15. The inverter system of claim 12, wherein, when a positive voltage at the positive DC bus is less in magnitude than a negative voltage at the negative DC bus, the second IGBT with anti parallel diode, or switching device of similar configuration with bidirectional control of power, switches on and off to cause the voltage at the positive DC bus to increase and the voltage at the negative DC bus to decrease.

16. A three-phase four-wire alternating current (AC) power supply system comprising:

a positive direct current (DC) bus;

a negative DC bus;

an inverter receiving a DC signal from the positive and negative DC busses, the inverter outputting three-phase three-wire AC power;

a DC neutral point created by a mid-point of two split capacitors connected between the positive DC bus and the negative DC bus; and

a separate, plug-in neutral module connected to the positive DC bus, the negative DC bus and the DC neutral point, wherein

the neutral module maintains a voltage balance across each of the two split capacitors for an unbalanced load, and wherein the neutral module provides a neutral line to give a three-phase four-wire AC power supply.
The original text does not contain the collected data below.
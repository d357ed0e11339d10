use sea_orm_migration::{prelude::*, schema::*};

#[derive(DeriveMigrationName)]
pub struct Migration;

#[async_trait::async_trait]
impl MigrationTrait for Migration {
    async fn up(&self, manager: &SchemaManager) -> Result<(), DbErr> {
        manager
            .create_table(
                Table::create()
                    .table(User::Table)
                    .if_not_exists()
                    .col(pk_auto(User::Id))
                    .col(string_uniq(User::Email))
                    .col(string(User::PasswordHash))
                    .col(string(User::FirstName))
                    .col(string(User::LastName))
                    .col(timestamp(User::CreatedAt))
                    .to_owned(),
            )
            .await?;

        Ok(())
    }

    async fn down(&self, manager: &SchemaManager) -> Result<(), DbErr> {
        manager
            .drop_table(Table::drop().table(User::Table).to_owned())
            .await?;

        Ok(())
    }
}

#[derive(DeriveIden)]
pub enum User {
    Table,
    Id,
    Email,
    PasswordHash,
    FirstName,
    LastName,
    CreatedAt,
}
use chrono::NaiveDateTime;
use serde::{Deserialize, Serialize};
use utoipa::ToSchema;
use validator::Validate;

#[derive(Clone, Serialize, Deserialize, ToSchema, Validate)]
pub struct RegisterUserRequest {
    #[validate(length(min = 1, max = 50, message = "First name must be between 1 and 50 characters"))]
    pub first_name: String,
    #[validate(length(min = 1, max = 50, message = "Last name must be between 1 and 50 characters"))]
    pub last_name: String,
    #[validate(email(message = "Please provide a valid email address"))]
    pub email: String,
    /// Checked against the password policy by the identity provider
    pub password: String,
}

#[derive(Clone, Debug, PartialEq, Eq, Serialize, Deserialize, ToSchema)]
pub struct UserDto {
    pub id: i32,
    pub email: String,
    pub first_name: String,
    pub last_name: String,
    pub created_at: NaiveDateTime,
}
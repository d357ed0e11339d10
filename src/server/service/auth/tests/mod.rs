
use pawfect_test_utils::prelude::*;

use crate::server::{
    error::{auth::AuthError, Error},
    identity::DatabaseIdentityProvider,
    service::auth::AuthService,
};
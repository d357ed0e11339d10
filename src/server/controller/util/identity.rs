use tower_sessions::Session;

use crate::server::{
    error::{auth::AuthError, Error},
    identity::{Identity, Role},
    model::{app::AppState, session::user::SessionUserId},
    service::auth::AuthService,
};

/// Resolves the identity of the user logged into the session
///
/// # Returns
/// - `Ok(Identity)`: User found, with the roles they hold
/// - `Err(Error::AuthError(UserNotInSession))`: No user ID present in session
/// - `Err(Error::AuthError(UserNotInDatabase))`: User ID in session no longer exists (session is cleared)
/// - `Err(Error)`: Internal errors (database query failures, session errors, etc.)
pub async fn get_identity(state: &AppState, session: &Session) -> Result<Identity, Error> {
    let Some(user_id) = SessionUserId::get(session).await? else {
        return Err(AuthError::UserNotInSession.into());
    };

    match AuthService::new(state.identity.as_ref())
        .resolve_identity(user_id)
        .await
    {
        Ok(identity) => Ok(identity),
        Err(e @ Error::AuthError(AuthError::UserNotInDatabase(_))) => {
            session.clear().await;

            tracing::debug!(
                user_id = %user_id,
                "Session cleared for user with active session but not found in database"
            );

            Err(e)
        }
        Err(e) => Err(e),
    }
}

/// Resolves the session identity and requires it to hold `role`
///
/// # Returns
/// - `Ok(Identity)`: Logged in user holding the role
/// - `Err(Error::AuthError(MissingRole))`: Logged in user lacks the role
pub async fn require_role(
    state: &AppState,
    session: &Session,
    role: Role,
) -> Result<Identity, Error> {
    let identity = get_identity(state, session).await?;
    identity.require_role(role)?;

    Ok(identity)
}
17. The power supply system of claim 16, wherein the neutral module further comprises:

a first insulated gate bipolar transistor (IGBT) with anti parallel diode, or switching device of similar configuration with bidirectional control of power, connecting the positive DC bus with an inductor; and

a second IGBT with anti parallel diode, or switching device of similar configuration with bidirectional control of power, connecting the negative DC bus with the inductor,

wherein an output from the inductor connects to the DC neutral point.

18. The power supply system of claim 16, wherein the need for a separate transformer or autotransformer for the creation of the neutral line is eliminated.

19. The power supply system of claim 16, wherein the switching frequency of the neutral module can be different than the switching frequency of the inverter.